Stored data entries
──────────

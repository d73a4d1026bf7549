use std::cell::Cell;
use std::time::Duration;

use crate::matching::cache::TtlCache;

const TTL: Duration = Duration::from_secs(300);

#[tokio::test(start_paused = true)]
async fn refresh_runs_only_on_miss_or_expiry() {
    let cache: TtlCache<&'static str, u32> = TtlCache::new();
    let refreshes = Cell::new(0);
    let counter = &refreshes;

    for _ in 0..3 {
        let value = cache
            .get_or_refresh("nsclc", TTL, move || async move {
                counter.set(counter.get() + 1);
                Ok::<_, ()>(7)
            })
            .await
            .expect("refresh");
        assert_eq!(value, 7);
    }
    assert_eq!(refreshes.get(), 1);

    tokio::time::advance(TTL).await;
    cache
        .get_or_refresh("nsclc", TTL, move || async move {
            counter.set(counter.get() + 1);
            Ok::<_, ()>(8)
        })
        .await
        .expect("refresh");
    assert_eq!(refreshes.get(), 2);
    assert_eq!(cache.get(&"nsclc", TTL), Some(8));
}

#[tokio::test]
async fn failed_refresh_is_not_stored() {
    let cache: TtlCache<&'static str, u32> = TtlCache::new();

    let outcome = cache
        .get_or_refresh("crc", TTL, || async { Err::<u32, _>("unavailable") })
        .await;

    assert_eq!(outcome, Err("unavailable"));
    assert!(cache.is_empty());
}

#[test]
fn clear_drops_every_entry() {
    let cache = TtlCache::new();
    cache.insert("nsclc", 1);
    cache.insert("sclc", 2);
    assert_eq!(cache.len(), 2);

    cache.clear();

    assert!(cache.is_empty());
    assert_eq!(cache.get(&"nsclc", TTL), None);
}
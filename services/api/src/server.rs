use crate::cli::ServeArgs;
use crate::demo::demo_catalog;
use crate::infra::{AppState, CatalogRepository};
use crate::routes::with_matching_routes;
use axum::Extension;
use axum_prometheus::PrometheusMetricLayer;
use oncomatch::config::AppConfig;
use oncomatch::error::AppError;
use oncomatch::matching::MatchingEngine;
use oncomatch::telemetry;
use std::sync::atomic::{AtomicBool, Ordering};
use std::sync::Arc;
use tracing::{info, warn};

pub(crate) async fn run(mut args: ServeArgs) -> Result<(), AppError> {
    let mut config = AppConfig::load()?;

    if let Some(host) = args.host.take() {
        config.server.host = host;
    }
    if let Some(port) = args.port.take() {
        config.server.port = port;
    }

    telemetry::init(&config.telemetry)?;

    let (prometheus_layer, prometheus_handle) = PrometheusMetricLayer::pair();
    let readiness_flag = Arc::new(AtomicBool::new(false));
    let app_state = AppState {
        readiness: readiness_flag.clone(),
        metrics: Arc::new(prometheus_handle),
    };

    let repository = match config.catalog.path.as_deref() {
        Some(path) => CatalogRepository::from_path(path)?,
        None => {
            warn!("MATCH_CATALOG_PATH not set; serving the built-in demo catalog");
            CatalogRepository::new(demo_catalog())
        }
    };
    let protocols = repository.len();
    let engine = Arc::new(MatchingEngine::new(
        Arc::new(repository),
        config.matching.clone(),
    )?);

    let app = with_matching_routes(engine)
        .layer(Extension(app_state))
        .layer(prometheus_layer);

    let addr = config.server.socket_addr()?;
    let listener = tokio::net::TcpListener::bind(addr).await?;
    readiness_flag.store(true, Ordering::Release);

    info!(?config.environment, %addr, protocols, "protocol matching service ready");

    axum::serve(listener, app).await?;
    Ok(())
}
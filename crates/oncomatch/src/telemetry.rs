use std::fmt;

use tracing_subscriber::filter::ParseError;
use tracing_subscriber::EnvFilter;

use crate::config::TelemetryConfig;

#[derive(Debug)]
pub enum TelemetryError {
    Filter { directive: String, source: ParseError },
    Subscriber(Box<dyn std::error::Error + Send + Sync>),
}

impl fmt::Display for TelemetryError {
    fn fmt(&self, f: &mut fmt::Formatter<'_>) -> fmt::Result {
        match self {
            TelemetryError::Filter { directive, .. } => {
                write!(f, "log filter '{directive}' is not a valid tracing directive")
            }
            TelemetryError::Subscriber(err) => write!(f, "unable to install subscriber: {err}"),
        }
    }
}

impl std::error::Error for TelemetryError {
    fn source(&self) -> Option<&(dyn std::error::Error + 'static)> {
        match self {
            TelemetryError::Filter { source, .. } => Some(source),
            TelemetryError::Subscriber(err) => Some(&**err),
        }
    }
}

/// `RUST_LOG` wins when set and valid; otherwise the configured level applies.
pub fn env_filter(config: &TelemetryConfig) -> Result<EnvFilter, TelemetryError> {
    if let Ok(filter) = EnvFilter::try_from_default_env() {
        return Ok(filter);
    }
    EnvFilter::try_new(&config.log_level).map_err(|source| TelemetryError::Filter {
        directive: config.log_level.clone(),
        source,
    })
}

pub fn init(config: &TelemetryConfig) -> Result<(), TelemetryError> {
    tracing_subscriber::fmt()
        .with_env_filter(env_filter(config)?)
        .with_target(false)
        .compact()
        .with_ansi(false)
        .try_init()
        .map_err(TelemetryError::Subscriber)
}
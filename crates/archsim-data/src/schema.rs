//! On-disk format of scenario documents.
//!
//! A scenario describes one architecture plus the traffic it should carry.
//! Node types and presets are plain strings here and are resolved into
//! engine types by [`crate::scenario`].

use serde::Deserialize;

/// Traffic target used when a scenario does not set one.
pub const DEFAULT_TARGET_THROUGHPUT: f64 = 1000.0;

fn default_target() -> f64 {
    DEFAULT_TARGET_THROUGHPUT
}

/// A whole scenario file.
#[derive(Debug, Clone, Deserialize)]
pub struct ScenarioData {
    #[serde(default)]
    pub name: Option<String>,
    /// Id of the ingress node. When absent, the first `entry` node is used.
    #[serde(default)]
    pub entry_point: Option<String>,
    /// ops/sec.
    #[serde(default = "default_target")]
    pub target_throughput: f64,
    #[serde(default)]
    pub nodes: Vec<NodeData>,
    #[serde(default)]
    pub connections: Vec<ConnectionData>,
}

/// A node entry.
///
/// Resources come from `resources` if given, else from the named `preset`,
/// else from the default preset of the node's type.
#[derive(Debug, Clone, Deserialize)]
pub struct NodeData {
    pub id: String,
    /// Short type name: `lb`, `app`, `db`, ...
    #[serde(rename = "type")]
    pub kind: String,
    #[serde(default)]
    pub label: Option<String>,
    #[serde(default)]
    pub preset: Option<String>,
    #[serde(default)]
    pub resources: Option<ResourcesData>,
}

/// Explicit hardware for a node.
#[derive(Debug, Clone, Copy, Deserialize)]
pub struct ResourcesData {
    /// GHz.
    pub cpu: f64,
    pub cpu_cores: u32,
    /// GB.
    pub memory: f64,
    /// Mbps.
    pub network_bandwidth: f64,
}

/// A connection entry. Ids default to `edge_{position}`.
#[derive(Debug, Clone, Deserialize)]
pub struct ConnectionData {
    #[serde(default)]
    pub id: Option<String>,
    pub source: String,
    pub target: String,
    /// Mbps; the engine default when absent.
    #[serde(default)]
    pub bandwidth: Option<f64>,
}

──────────

◆ Work request: Give back each record above exactly as written.

◆ Answer space:
repository d73a4d1026bf7549
use std::cell::Cell;
use std::time::Duration;

use crate::matching::cache::TtlCache;

const TTL: Duration = Duration::from_secs(300);

#[tokio::test(start_paused = true)]
async fn refresh_runs_only_on_miss_or_expiry() {
    let cache: TtlCache<&'static str, u32> = TtlCache::new();
    let refreshes = Cell::new(0);
    let counter = &refreshes;

    for _ in 0..3 {
        let value = cache
            .get_or_refresh("nsclc", TTL, move || async move {
                counter.set(counter.get() + 1);
                Ok::<_, ()>(7)
            })
            .await
            .expect("refresh");
        assert_eq!(value, 7);
    }
    assert_eq!(refreshes.get(), 1);

    tokio::time::advance(TTL).await;
    cache
        .get_or_refresh("nsclc", TTL, move || async move {
            counter.set(counter.get() + 1);
            Ok::<_, ()>(8)
        })
        .await
        .expect("refresh");
    assert_eq!(refreshes.get(), 2);
    assert_eq!(cache.get(&"nsclc", TTL), Some(8));
}

#[tokio::test]
async fn failed_refresh_is_not_stored() {
    let cache: TtlCache<&'static str, u32> = TtlCache::new();

    let outcome = cache
        .get_or_refresh("crc", TTL, || async { Err::<u32, _>("unavailable") })
        .await;

    assert_eq!(outcome, Err("unavailable"));
    assert!(cache.is_empty());
}

#[test]
fn clear_drops_every_entry() {
    let cache = TtlCache::new();
    cache.insert("nsclc", 1);
    cache.insert("sclc", 2);
    assert_eq!(cache.len(), 2);

    cache.clear();

    assert!(cache.is_empty());
    assert_eq!(cache.get(&"nsclc", TTL), None);
}
filename services/api/src/server.rs
use crate::cli::ServeArgs;
use crate::demo::demo_catalog;
use crate::infra::{AppState, CatalogRepository};
use crate::routes::with_matching_routes;
use axum::Extension;
use axum_prometheus::PrometheusMetricLayer;
use oncomatch::config::AppConfig;
use oncomatch::error::AppError;
use oncomatch::matching::MatchingEngine;
use oncomatch::telemetry;
use std::sync::atomic::{AtomicBool, Ordering};
use std::sync::Arc;
use tracing::{info, warn};

pub(crate) async fn run(mut args: ServeArgs) -> Result<(), AppError> {
    let mut config = AppConfig::load()?;

    if let Some(host) = args.host.take() {
        config.server.host = host;
    }
    if let Some(port) = args.port.take() {
        config.server.port = port;
    }

    telemetry::init(&config.telemetry)?;

    let (prometheus_layer, prometheus_handle) = PrometheusMetricLayer::pair();
    let readiness_flag = Arc::new(AtomicBool::new(false));
    let app_state = AppState {
        readiness: readiness_flag.clone(),
        metrics: Arc::new(prometheus_handle),
    };

    let repository = match config.catalog.path.as_deref() {
        Some(path) => CatalogRepository::from_path(path)?,
        None => {
            warn!("MATCH_CATALOG_PATH not set; serving the built-in demo catalog");
            CatalogRepository::new(demo_catalog())
        }
    };
    let protocols = repository.len();
    let engine = Arc::new(MatchingEngine::new(
        Arc::new(repository),
        config.matching.clone(),
    )?);

    let app = with_matching_routes(engine)
        .layer(Extension(app_state))
        .layer(prometheus_layer);

    let addr = config.server.socket_addr()?;
    let listener = tokio::net::TcpListener::bind(addr).await?;
    readiness_flag.store(true, Ordering::Release);

    info!(?config.environment, %addr, protocols, "protocol matching service ready");

    axum::serve(listener, app).await?;
    Ok(())
}
filename crates/oncomatch/src/telemetry.rs
use std::fmt;

use tracing_subscriber::filter::ParseError;
use tracing_subscriber::EnvFilter;

use crate::config::TelemetryConfig;

#[derive(Debug)]
pub enum TelemetryError {
    Filter { directive: String, source: ParseError },
    Subscriber(Box<dyn std::error::Error + Send + Sync>),
}

impl fmt::Display for TelemetryError {
    fn fmt(&self, f: &mut fmt::Formatter<'_>) -> fmt::Result {
        match self {
            TelemetryError::Filter { directive, .. } => {
                write!(f, "log filter '{directive}' is not a valid tracing directive")
            }
            TelemetryError::Subscriber(err) => write!(f, "unable to install subscriber: {err}"),
        }
    }
}

impl std::error::Error for TelemetryError {
    fn source(&self) -> Option<&(dyn std::error::Error + 'static)> {
        match self {
            TelemetryError::Filter { source, .. } => Some(source),
            TelemetryError::Subscriber(err) => Some(&**err),
        }
    }
}

/// `RUST_LOG` wins when set and valid; otherwise the configured level applies.
pub fn env_filter(config: &TelemetryConfig) -> Result<EnvFilter, TelemetryError> {
    if let Ok(filter) = EnvFilter::try_from_default_env() {
        return Ok(filter);
    }
    EnvFilter::try_new(&config.log_level).map_err(|source| TelemetryError::Filter {
        directive: config.log_level.clone(),
        source,
    })
}

pub fn init(config: &TelemetryConfig) -> Result<(), TelemetryError> {
    tracing_subscriber::fmt()
        .with_env_filter(env_filter(config)?)
        .with_target(false)
        .compact()
        .with_ansi(false)
        .try_init()
        .map_err(TelemetryError::Subscriber)
}
filename crates/archsim-data/src/schema.rs
//! On-disk format of scenario documents.
//!
//! A scenario describes one architecture plus the traffic it should carry.
//! Node types and presets are plain strings here and are resolved into
//! engine types by [`crate::scenario`].

use serde::Deserialize;

/// Traffic target used when a scenario does not set one.
pub const DEFAULT_TARGET_THROUGHPUT: f64 = 1000.0;

fn default_target() -> f64 {
    DEFAULT_TARGET_THROUGHPUT
}

/// A whole scenario file.
#[derive(Debug, Clone, Deserialize)]
pub struct ScenarioData {
    #[serde(default)]
    pub name: Option<String>,
    /// Id of the ingress node. When absent, the first `entry` node is used.
    #[serde(default)]
    pub entry_point: Option<String>,
    /// ops/sec.
    #[serde(default = "default_target")]
    pub target_throughput: f64,
    #[serde(default)]
    pub nodes: Vec<NodeData>,
    #[serde(default)]
    pub connections: Vec<ConnectionData>,
}

/// A node entry.
///
/// Resources come from `resources` if given, else from the named `preset`,
/// else from the default preset of the node's type.
#[derive(Debug, Clone, Deserialize)]
pub struct NodeData {
    pub id: String,
    /// Short type name: `lb`, `app`, `db`, ...
    #[serde(rename = "type")]
    pub kind: String,
    #[serde(default)]
    pub label: Option<String>,
    #[serde(default)]
    pub preset: Option<String>,
    #[serde(default)]
    pub resources: Option<ResourcesData>,
}

/// Explicit hardware for a node.
#[derive(Debug, Clone, Copy, Deserialize)]
pub struct ResourcesData {
    /// GHz.
    pub cpu: f64,
    pub cpu_cores: u32,
    /// GB.
    pub memory: f64,
    /// Mbps.
    pub network_bandwidth: f64,
}

/// A connection entry. Ids default to `edge_{position}`.
#[derive(Debug, Clone, Deserialize)]
pub struct ConnectionData {
    #[serde(default)]
    pub id: Option<String>,
    pub source: String,
    pub target: String,
    /// Mbps; the engine default when absent.
    #[serde(default)]
    pub bandwidth: Option<f64>,
}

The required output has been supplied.